# FDA: Generic Drug Names...



## erosroadie (Jan 9, 2007)

FDA: Generic Drug Names...

All drugs have two names, a trade name and generic name.

Examples: 
Trade Name: Tylenol
Generic: _Acetaminophen_.

Trade Name: Aleve
Generic: _Naproxen_.

Amoxil is also called _Amoxicillin_
Advil is also called _Ibuprofen_.

Consequently, the FDA has been looking for a generic name for Viagra.

After careful consideration by a team of government experts, it recently announced that it has settled on the generic name of _Mycoxafloppin_. Also considered were _Mycoxafailin, Mydixadrupin, Mydixarizin, Dixafix_, and of course, _Ibepokin_.

Pfizer Corp. announced today that Viagra will soon be available in liquid form, and will be marketed by Pepsi Cola as a power beverage suitable for use as a mixer... It will now be possible for a man to literally pour himself a stiff one.

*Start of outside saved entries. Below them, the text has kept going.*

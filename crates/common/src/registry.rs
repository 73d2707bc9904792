use std::collections::HashMap;
use std::sync::Arc;

use parking_lot::RwLock;
use serde::de::DeserializeOwned;
use serde::Serialize;

use crate::crypto::{
    self, derive_shared_secret, EnvelopeError, KeyPair, PublicKey, SecretKey, SharedSecret,
};

/// Errors raised by the registry's envelope helpers
#[derive(Debug, thiserror::Error)]
pub enum RegistryError {
    #[error("no sender registered under identifier {0:?}")]
    UnknownSender(String),
    #[error(transparent)]
    Envelope(#[from] EnvelopeError),
}

/// Long-lived receiver holding a static keypair and one shared secret per sender
///
/// Senders are registered under an opaque identifier together with their
/// public key; the shared secret is derived once and cached. Re-registering an
/// identifier overwrites its secret (last write wins).
///
/// Cloning is cheap and every clone refers to the same cache.
#[derive(Debug, Clone)]
pub struct Registry {
    inner: Arc<RegistryInner>,
}

#[derive(Debug)]
struct RegistryInner {
    public_key: PublicKey,
    secret_key: SecretKey,
    /// identifier -> shared secret with that sender
    shared_secrets: RwLock<HashMap<String, SharedSecret>>,
}

impl Registry {
    /// Wrap an existing static keypair
    ///
    /// The registry never generates or rotates its own keys. A `public_key` that
    /// does not belong to `secret_key` is accepted (senders will then derive a
    /// secret nobody can match) but is reported at warn level.
    pub fn new(secret_key: SecretKey, public_key: PublicKey) -> Self {
        if secret_key.public() != public_key {
            tracing::warn!(
                public_key = %public_key,
                "registry public key does not match its secret key"
            );
        }

        Self {
            inner: Arc::new(RegistryInner {
                public_key,
                secret_key,
                shared_secrets: RwLock::new(HashMap::new()),
            }),
        }
    }

    pub fn from_key_pair(pair: KeyPair) -> Self {
        Self::new(pair.secret, pair.public)
    }

    /// Our static public key, for senders to build their `Agent` against
    pub fn public_key(&self) -> PublicKey {
        self.inner.public_key
    }

    /// Derive and cache the shared secret for a sender
    ///
    /// Derivation happens before the write lock is taken, so concurrent
    /// registrations only serialize on the map insert itself.
    pub fn register(&self, identifier: impl Into<String>, sender: &PublicKey) {
        let identifier = identifier.into();
        let shared_secret = derive_shared_secret(&self.inner.secret_key, sender);

        let replaced = self
            .inner
            .shared_secrets
            .write()
            .insert(identifier.clone(), shared_secret)
            .is_some();

        tracing::debug!(
            identifier = %identifier,
            sender = %sender,
            replaced,
            "registered sender"
        );
    }

    /// Look up the cached shared secret for a sender
    pub fn shared_secret(&self, identifier: &str) -> Option<SharedSecret> {
        self.inner.shared_secrets.read().get(identifier).cloned()
    }

    pub fn contains(&self, identifier: &str) -> bool {
        self.inner.shared_secrets.read().contains_key(identifier)
    }

    /// Number of registered senders
    pub fn len(&self) -> usize {
        self.inner.shared_secrets.read().len()
    }

    pub fn is_empty(&self) -> bool {
        self.len() == 0
    }

    /// Seal a document for a registered sender
    pub fn seal_for<T>(&self, identifier: &str, document: &T) -> Result<Vec<u8>, RegistryError>
    where
        T: Serialize + ?Sized,
    {
        let shared_secret = self.lookup(identifier)?;
        Ok(crypto::seal(&shared_secret, document)?)
    }

    /// Open a document sealed by a registered sender
    pub fn open_from<T>(&self, identifier: &str, envelope: &[u8]) -> Result<T, RegistryError>
    where
        T: DeserializeOwned,
    {
        let shared_secret = self.lookup(identifier)?;
        Ok(crypto::open(envelope, &shared_secret)?)
    }

    fn lookup(&self, identifier: &str) -> Result<SharedSecret, RegistryError> {
        self.shared_secret(identifier)
            .ok_or_else(|| RegistryError::UnknownSender(identifier.to_string()))
    }
}

#[cfg(test)]
mod test {
    use super::*;
    use crate::agent::Agent;

    fn registry() -> (Registry, KeyPair) {
        let pair = KeyPair::generate().unwrap();
        (Registry::from_key_pair(pair.clone()), pair)
    }

    #[test]
    fn test_register_and_lookup() {
        let (registry, pair) = registry();
        let sender = KeyPair::generate().unwrap();

        assert!(registry.is_empty());
        assert!(registry.shared_secret("sender").is_none());

        registry.register("sender", &sender.public);

        let cached = registry.shared_secret("sender").unwrap();
        assert_eq!(cached, derive_shared_secret(&pair.secret, &sender.public));
        assert_eq!(cached, derive_shared_secret(&sender.secret, &pair.public));
        assert!(registry.contains("sender"));
        assert_eq!(registry.len(), 1);
    }

    #[test]
    fn test_reregistration_last_write_wins() {
        let (registry, pair) = registry();
        let first = KeyPair::generate().unwrap();
        let second = KeyPair::generate().unwrap();

        registry.register("id", &first.public);
        registry.register("id", &second.public);

        assert_eq!(registry.len(), 1);
        assert_eq!(
            registry.shared_secret("id").unwrap(),
            derive_shared_secret(&pair.secret, &second.public)
        );
    }

    #[test]
    fn test_public_key_is_stable() {
        let (registry, pair) = registry();
        assert_eq!(registry.public_key(), pair.public);
        registry.register("x", &KeyPair::generate().unwrap().public);
        assert_eq!(registry.public_key(), pair.public);
    }

    #[test]
    fn test_clones_share_cache() {
        let (registry, _) = registry();
        let handle = registry.clone();
        handle.register("shared", &KeyPair::generate().unwrap().public);
        assert!(registry.contains("shared"));
    }

    #[test]
    fn test_mismatched_pair_is_accepted() {
        let a = KeyPair::generate().unwrap();
        let b = KeyPair::generate().unwrap();
        let registry = Registry::new(a.secret, b.public);
        assert_eq!(registry.public_key(), b.public);
    }

    #[test]
    fn test_envelope_helpers() {
        let (registry, _) = registry();
        let agent = Agent::new(&registry.public_key()).unwrap();
        registry.register("agent", &agent.public_key());

        let envelope = agent.seal(&("hello", 42u32)).unwrap();
        let opened: (String, u32) = registry.open_from("agent", &envelope).unwrap();
        assert_eq!(opened, ("hello".to_string(), 42));

        let reply = registry.seal_for("agent", "ack").unwrap();
        let ack: String = agent.open(&reply).unwrap();
        assert_eq!(ack, "ack");
    }

    #[test]
    fn test_unknown_sender() {
        let (registry, _) = registry();
        let result: Result<String, _> = registry.open_from("ghost", &[0u8; 64]);
        match result {
            Err(RegistryError::UnknownSender(id)) => assert_eq!(id, "ghost"),
            other => panic!("expected unknown sender, got {:?}", other),
        }
        assert!(matches!(
            registry.seal_for("ghost", "x"),
            Err(RegistryError::UnknownSender(_))
        ));
    }

    #[test]
    fn test_debug_does_not_leak_keys() {
        let (registry, pair) = registry();
        let sender = KeyPair::generate().unwrap();
        registry.register("sender", &sender.public);

        let debug = format!("{:?}", registry);
        assert!(!debug.contains(&pair.secret.to_hex()));
        assert!(!debug.contains(&registry.shared_secret("sender").unwrap().to_hex()));
    }
}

Obviously we can no longer call this a soft drink, and it gives new meaning to the terms "cocktails," "highballs" and just a good old-fashioned "stiff drink."

Pepsi will market the new concoction by the name of: _MOUNT & DO_.

Thought for the day: 
There is more money being spent on breast implants and Viagra today than on Alzheimer's research. This means that by 2020, there should be a large elderly population with perky boobs and huge erections and absolutely no recollection of what to do with them.


----------



## billsharpe (Jan 25, 2007)

That thought for the day is absolutely hilarious.:icon_lol:


----------



## Nick (Apr 23, 2002)

...and the generic name for Cialis is Fixadic.

ta-_dum_-dum!


----------



## jerry downing (Mar 7, 2004)

Has anyone noticed that if you scroll to the top of the screen, you will see an ad for Viagra.


----------



## billsharpe (Jan 25, 2007)

jerry downing said:


> Has anyone noticed that if you scroll to the top of the screen, you will see an ad for Viagra.


I see several ads for prescription medications, but not Viagra specifically.


----------